En l’espace de quelques années, Vanyda a charmé le public grâce à Valentine, Un petit goût de noisette ou bien Entre ici et ailleurs, des récits de vie bercés par le doux fourmillement de la vie quotidienne. Retour sur cette fascination pour l’humain qui n’a jamais cessé de guider les œuvres de l’auteure !

Un regard acéré sur les relations humaines

Entre Valentine et Mia & Co, vous avez déjà plusieurs bandes dessinées au compteur. Qu’ont-elles toutes en commun selon vous ?

Vanyda : La plupart de mes histoires se penchent sur la réalité du quotidien et les interactions qui s’y déroulent. Les rapports humains m’ont toujours fascinée, et ce depuis le collège. À l’époque, je ressemblais énormément à Valentine. J’étais très timide et avais beaucoup de mal à échanger avec les autres. Je suis rapidement devenue spectatrice des conversations entre mes camarades, qui ont énormément servi de matière à l’ensemble de mes récits.

Extrait du tome 1 de Valentine, page 5
On remarque aussi que la majorité de vos protagonistes sont des femmes…

Vanyda : En tant que femme, il est vrai que j’ai pris l’habitude d’écrire des héros féminins, comme certains auteurs hommes, eux, ont tendance à mettre en avant des héros masculins. Après, beaucoup d’auteurs créent des héroïnes... mais malheureusement, la plupart tombent vite dans le cliché de la potiche ou celui de la femme forte à la poitrine imposante.

Extrait du tome 1 de Valentine, page 39

De mon côté, j’essaie de sortir de ma zone de confort et d’imaginer des figures masculines, tout en me détachant des projections fantasmées qu’on peut en avoir. Je me sers d’éléments piochés chez des hommes de mon entourage, afin que ces personnages soient les plus crédibles et réalistes possible !



Ce réalisme s’observe aussi dans les rapports hommes-femmes qui, dans vos BD, ne tiennent pas forcément du domaine de la séduction…

Vanyda : La bande dessinée est encore un milieu très masculin. Dans mon parcours, j’ai plus souvent été amenée à fréquenter des hommes que des femmes. J’entretiens avec eux des rapports purement platoniques, sans aucune ambiguïté. Ce type de liens m’inspire des amitiés très fortes entre mes personnages, comme celle que Coralie tisse avec Kamel dans Entre ici et ailleurs !

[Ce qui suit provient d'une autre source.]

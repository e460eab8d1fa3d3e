//! Named blog profiles
//!
//! One account often runs several blogs. Profiles live in a TOML file:
//!
//! ```toml
//! [blogs.tech]
//! hatena_id = "user"
//! blog_domain = "user.hatenablog.com"
//! api_key_env = "HATENA_API_KEY_TECH"
//! description = "Tech notes"
//! ```
//!
//! The file never holds the API key itself, only the name of the
//! environment variable that does.

use std::collections::BTreeMap;

use serde::{Deserialize, Serialize};

/// Error type for profile operations
#[derive(thiserror::Error, Debug)]
pub enum ProfileError {
    #[error("Invalid profiles file: {0}")]
    ParseError(String),
    #[error("Blog profile not found: {0}")]
    ProfileNotFound(String),
    #[error("Invalid blog profile: {0}")]
    InvalidProfile(String),
}

#[derive(Debug, Clone, PartialEq, Eq, Serialize, Deserialize)]
pub struct BlogProfile {
    #[serde(skip_deserializing)]
    pub name: String,
    pub hatena_id: String,
    pub blog_domain: String,
    pub api_key_env: String,
    #[serde(default)]
    pub description: String,
}

#[derive(Debug, Deserialize)]
struct ProfilesFile {
    #[serde(default)]
    blogs: BTreeMap<String, BlogProfile>,
}

/// Parse a profiles file, returning profiles sorted by name
pub fn parse_profiles(source: &str) -> Result<Vec<BlogProfile>, ProfileError> {
    let file: ProfilesFile =
        toml::from_str(source).map_err(|e| ProfileError::ParseError(e.to_string()))?;

    file.blogs
        .into_iter()
        .map(|(name, mut profile)| {
            for (field, value) in [
                ("hatena_id", &profile.hatena_id),
                ("blog_domain", &profile.blog_domain),
                ("api_key_env", &profile.api_key_env),
            ] {
                if value.trim().is_empty() {
                    return Err(ProfileError::InvalidProfile(format!(
                        "{name}: {field} must not be empty"
                    )));
                }
            }
            profile.name = name;
            Ok(profile)
        })
        .collect()
}

/// Look up a profile by name
pub fn find_profile<'a>(
    profiles: &'a [BlogProfile],
    name: &str,
) -> Result<&'a BlogProfile, ProfileError> {
    profiles
        .iter()
        .find(|p| p.name == name)
        .ok_or_else(|| ProfileError::ProfileNotFound(name.to_string()))
}

#[cfg(test)]
mod tests {
    use super::*;

    const PROFILES: &str = r#"
[blogs.tech]
hatena_id = "user"
blog_domain = "user.hatenablog.com"
api_key_env = "HATENA_API_KEY_TECH"
description = "Tech notes"

[blogs.mountain]
hatena_id = "user"
blog_domain = "mountain.hatenadiary.jp"
api_key_env = "HATENA_API_KEY_MOUNTAIN"
"#;

    #[test]
    fn test_parse_profiles_sorted() {
        let profiles = parse_profiles(PROFILES).unwrap();
        assert_eq!(profiles.len(), 2);
        assert_eq!(profiles[0].name, "mountain");
        assert_eq!(profiles[0].description, "");
        assert_eq!(profiles[1].name, "tech");
        assert_eq!(profiles[1].blog_domain, "user.hatenablog.com");
    }

    #[test]
    fn test_find_profile() {
        let profiles = parse_profiles(PROFILES).unwrap();
        assert_eq!(
            find_profile(&profiles, "tech").unwrap().api_key_env,
            "HATENA_API_KEY_TECH"
        );
        assert!(matches!(
            find_profile(&profiles, "missing"),
            Err(ProfileError::ProfileNotFound(_))
        ));
    }

    #[test]
    fn test_profile_error_messages() {
        let profiles = parse_profiles(PROFILES).unwrap();
        let err = find_profile(&profiles, "missing").unwrap_err();
        assert_eq!(err.to_string(), "Blog profile not found: missing");

        let err: Box<dyn std::error::Error> = Box::new(ProfileError::ParseError("x".to_string()));
        assert_eq!(err.to_string(), "Invalid profiles file: x");
    }

    #[test]
    fn test_empty_file_has_no_profiles() {
        assert!(parse_profiles("").unwrap().is_empty());
    }

    #[test]
    fn test_missing_field_is_parse_error() {
        let source = "[blogs.broken]\nhatena_id = \"user\"\n";
        assert!(matches!(
            parse_profiles(source),
            Err(ProfileError::ParseError(_))
        ));
    }

    #[test]
    fn test_blank_field_is_invalid() {
        let source = "[blogs.blank]\nhatena_id = \"user\"\nblog_domain = \" \"\napi_key_env = \"K\"\n";
        assert!(matches!(
            parse_profiles(source),
            Err(ProfileError::InvalidProfile(_))
        ));
    }
}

Extrait d'Entre ici et ailleurs, page 176

Votre vision sur les relations humaines semble éviter tout manichéisme. Est-ce une motivation qui guide vos choix scénaristiques ?

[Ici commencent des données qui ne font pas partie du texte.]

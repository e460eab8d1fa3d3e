//! Blog configuration resolution
//!
//! Precedence is CLI flag > environment variable > profile file. clap already
//! merges flags with their `env` fallbacks into [`crate::Global`], so all
//! this module has to do is lay those values over the selected profile.

use std::path::{Path, PathBuf};
use std::time::Duration;

use hatena_core::endpoint::validate_base_url;
use hatena_core::profiles::{find_profile, parse_profiles, BlogProfile};
use hatena_core::{AuthScheme, BlogCredentials};

use crate::prelude::*;

/// Everything needed to build a client for one blog
#[derive(Debug, Clone)]
pub struct BlogConfig {
    pub credentials: BlogCredentials,
    pub auth: AuthScheme,
    pub timeout: Duration,
    pub base_url: String,
    /// Profile the credentials came from, if any
    pub profile: Option<String>,
}

/// Default location of the profiles file
pub fn default_profiles_path() -> Option<PathBuf> {
    dirs_next::config_dir().map(|dir| dir.join("hatena").join("blogs.toml"))
}

/// Load profiles from `path`; a missing file means no profiles
pub fn load_profiles(path: &Path) -> Result<Vec<BlogProfile>, HatenaError> {
    if !path.exists() {
        return Ok(Vec::new());
    }

    let source = std::fs::read_to_string(path).map_err(|e| {
        HatenaError::Configuration(format!("Failed to read {}: {e}", path.display()))
    })?;

    parse_profiles(&source).map_err(|e| HatenaError::Configuration(e.to_string()))
}

fn profiles_path(global: &crate::Global) -> Option<PathBuf> {
    global.profiles.clone().or_else(default_profiles_path)
}

/// Profiles visible to this invocation
pub fn profiles(global: &crate::Global) -> Result<Vec<BlogProfile>, HatenaError> {
    match profiles_path(global) {
        Some(path) => load_profiles(&path),
        None => Ok(Vec::new()),
    }
}

/// Combine flags/environment with an optional profile.
///
/// `lookup_env` resolves the profile's `api_key_env`; it is a parameter so
/// the resolution can be exercised without touching the process environment.
pub fn resolve(
    global: &crate::Global,
    profiles: &[BlogProfile],
    lookup_env: impl Fn(&str) -> Option<String>,
) -> Result<BlogConfig, HatenaError> {
    validate_base_url(&global.base_url)?;

    let profile = match &global.blog {
        Some(name) => Some(
            find_profile(profiles, name).map_err(|e| HatenaError::Configuration(e.to_string()))?,
        ),
        None => None,
    };

    let hatena_id = global
        .hatena_id
        .clone()
        .or_else(|| profile.map(|p| p.hatena_id.clone()))
        .unwrap_or_default();
    let blog_domain = global
        .blog_domain
        .clone()
        .or_else(|| profile.map(|p| p.blog_domain.clone()))
        .unwrap_or_default();

    let api_key = match (&global.api_key, profile) {
        (Some(key), _) => key.clone(),
        (None, Some(profile)) => lookup_env(&profile.api_key_env).ok_or_else(|| {
            HatenaError::Configuration(format!(
                "{} is not set (API key for blog profile {})",
                profile.api_key_env, profile.name
            ))
        })?,
        (None, None) => String::new(),
    };

    Ok(BlogConfig {
        credentials: BlogCredentials::new(hatena_id, blog_domain, api_key),
        auth: global.auth,
        timeout: Duration::from_secs(global.timeout),
        base_url: global.base_url.clone(),
        profile: profile.map(|p| p.name.clone()),
    })
}

impl BlogConfig {
    /// Resolve configuration from flags, environment and the profiles file
    pub fn from_global(global: &crate::Global) -> Result<Self> {
        let profiles = if global.blog.is_some() {
            profiles(global)?
        } else {
            Vec::new()
        };

        let config = resolve(global, &profiles, |name| std::env::var(name).ok())?;

        log::debug!(
            "Resolved blog {} (profile: {:?}, auth: {}, timeout: {:?})",
            config.credentials.blog_domain,
            config.profile,
            config.auth,
            config.timeout
        );

        Ok(config)
    }
}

Vanyda : Les rapports humains sont plus complexes qu’ils n’y paraissent ! C’est une subtilité que j’ai aimé décrypter chez les personnages de Valentine. Au fil des tomes, on suit l’héroïne et ses amies quitter peu à peu leur insouciance pour se confronter à des sujets sérieux comme le racisme, la grève... Ces situations vont souvent provoquer des disputes entre elles, sans pour autant les séparer. Faire cette série m’a permis d’avoir un recul sur mes années collège et lycée. J’ai réalisé que tous les conflits que j’ai rencontrés avec mes amis m’ont fait grandir, comme ils ont fait grandir ces adolescentes !

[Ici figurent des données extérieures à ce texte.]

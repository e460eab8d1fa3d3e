use crate::client::{HatenaBlogClient, ReqwestTransport};
use crate::config::BlogConfig;
use crate::prelude::{eprintln, *};
use colored::Colorize;
use hatena_core::Entry;

pub mod create;
pub mod delete;
pub mod get;
pub mod list;
pub mod migrate;
pub mod update;
pub mod verify;

// Re-export public data functions
pub use create::create_entry_data;
pub use delete::delete_entry_data;
pub use get::get_entry_data;
pub use list::list_entries_data;
pub use update::update_entry_data;
pub use verify::verify_data;

#[derive(Debug, clap::Parser)]
#[command(name = "blog")]
#[command(about = "Hatena Blog entry operations")]
pub struct App {
    #[command(subcommand)]
    pub command: Commands,
}

#[derive(Debug, clap::Subcommand)]
pub enum Commands {
    /// List entries, newest first
    #[clap(name = "list")]
    List(list::ListOptions),

    /// Show a single entry
    #[clap(name = "get")]
    Get(get::GetOptions),

    /// Publish a new entry (or save it as a draft)
    #[clap(name = "create")]
    Create(create::CreateOptions),

    /// Replace an existing entry
    #[clap(name = "update")]
    Update(update::UpdateOptions),

    /// Delete an entry
    #[clap(name = "delete")]
    Delete(delete::DeleteOptions),

    /// Check that the credentials are accepted
    #[clap(name = "verify")]
    Verify(verify::VerifyOptions),

    /// Copy an entry to another blog profile as a draft
    #[clap(name = "migrate")]
    Migrate(migrate::MigrateOptions),
}

pub async fn run(app: App, global: crate::Global) -> Result<()> {
    let client = create_client(&global)?;

    if global.verbose {
        eprintln!("AtomPub endpoint: {}", client.service_document_url());
        eprintln!("Authentication: {}", client.auth());
        eprintln!();
    }

    match app.command {
        Commands::List(options) => list::run(options, &client).await,
        Commands::Get(options) => get::run(options, &client).await,
        Commands::Create(options) => create::run(options, &client).await,
        Commands::Update(options) => update::run(options, &client).await,
        Commands::Delete(options) => delete::run(options, &client).await,
        Commands::Verify(options) => verify::run(options, &client).await,
        Commands::Migrate(options) => migrate::run(options, &client, &global).await,
    }
}

/// Build a client for the blog selected by flags, environment or profile
pub fn create_client(global: &crate::Global) -> Result<HatenaBlogClient<ReqwestTransport>> {
    let config = BlogConfig::from_global(global)?;
    Ok(HatenaBlogClient::from_config(&config)?)
}

/// Same as [`create_client`] but for a named profile, overriding `--blog`
pub fn create_client_for(
    global: &crate::Global,
    blog: Option<String>,
) -> Result<HatenaBlogClient<ReqwestTransport>> {
    match blog {
        Some(blog) => {
            let mut global = global.clone();
            global.blog = Some(blog);
            // Flags describe the default blog, not the requested profile
            global.hatena_id = None;
            global.blog_domain = None;
            global.api_key = None;
            create_client(&global)
        }
        None => create_client(global),
    }
}

pub(crate) fn status_label(entry: &Entry) -> String {
    if entry.is_draft {
        "draft".yellow().to_string()
    } else {
        "published".green().to_string()
    }
}

/// Human-readable rendering of a single entry
pub fn format_entry_text(entry: &Entry, show_content: bool) -> String {
    let mut result = String::new();

    result.push_str(&format!(
        "\n{} {}\n",
        entry.title.white().bold(),
        format!("({})", entry.entry_id).bright_black()
    ));
    result.push_str(&format!("{}\n", "=".repeat(80).bright_cyan()));

    result.push_str(&format!("{}: {}\n", "Status".green(), status_label(entry)));
    if let Some(url) = &entry.public_url {
        result.push_str(&format!("{}: {}\n", "URL".green(), url.cyan().underline()));
    }
    result.push_str(&format!("{}: {}\n", "Edit URL".green(), entry.edit_url));
    if let Some(author) = &entry.author {
        result.push_str(&format!("{}: {}\n", "Author".green(), author));
    }
    if let Some(published) = &entry.published {
        result.push_str(&format!("{}: {}\n", "Published".green(), published));
    }
    if let Some(updated) = &entry.updated {
        result.push_str(&format!("{}: {}\n", "Updated".green(), updated));
    }
    if let Some(content_type) = &entry.content_type {
        result.push_str(&format!("{}: {}\n", "Format".green(), content_type));
    }
    if !entry.categories.is_empty() {
        result.push_str(&format!(
            "{}: {}\n",
            "Categories".green(),
            entry.categories.join(", ")
        ));
    }
    if let Some(custom_url) = &entry.custom_url {
        result.push_str(&format!("{}: {}\n", "Custom URL".green(), custom_url));
    }

    if show_content {
        result.push_str(&format!("\n{}\n", entry.content));
    }

    result
}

Les rapports humains sont plus complexes qu’ils n’y paraissent ! C’est une subtilité que j’ai aimé décrypter chez les personnages de Valentine. Au fil des tomes, on suit l’héroïne et ses amies quitter peu à peu leur insouciance pour se confronter à des sujets sérieux comme le racisme, la grève... Ces situations vont souvent provoquer des disputes entre elles, sans pour autant les séparer. Faire cette série m’a permis d’avoir un recul sur mes années collège et lycée. J’ai réalisé que tous les conflits que j’ai rencontrés avec mes amis m’ont fait grandir, comme ils ont fait grandir ces adolescentes !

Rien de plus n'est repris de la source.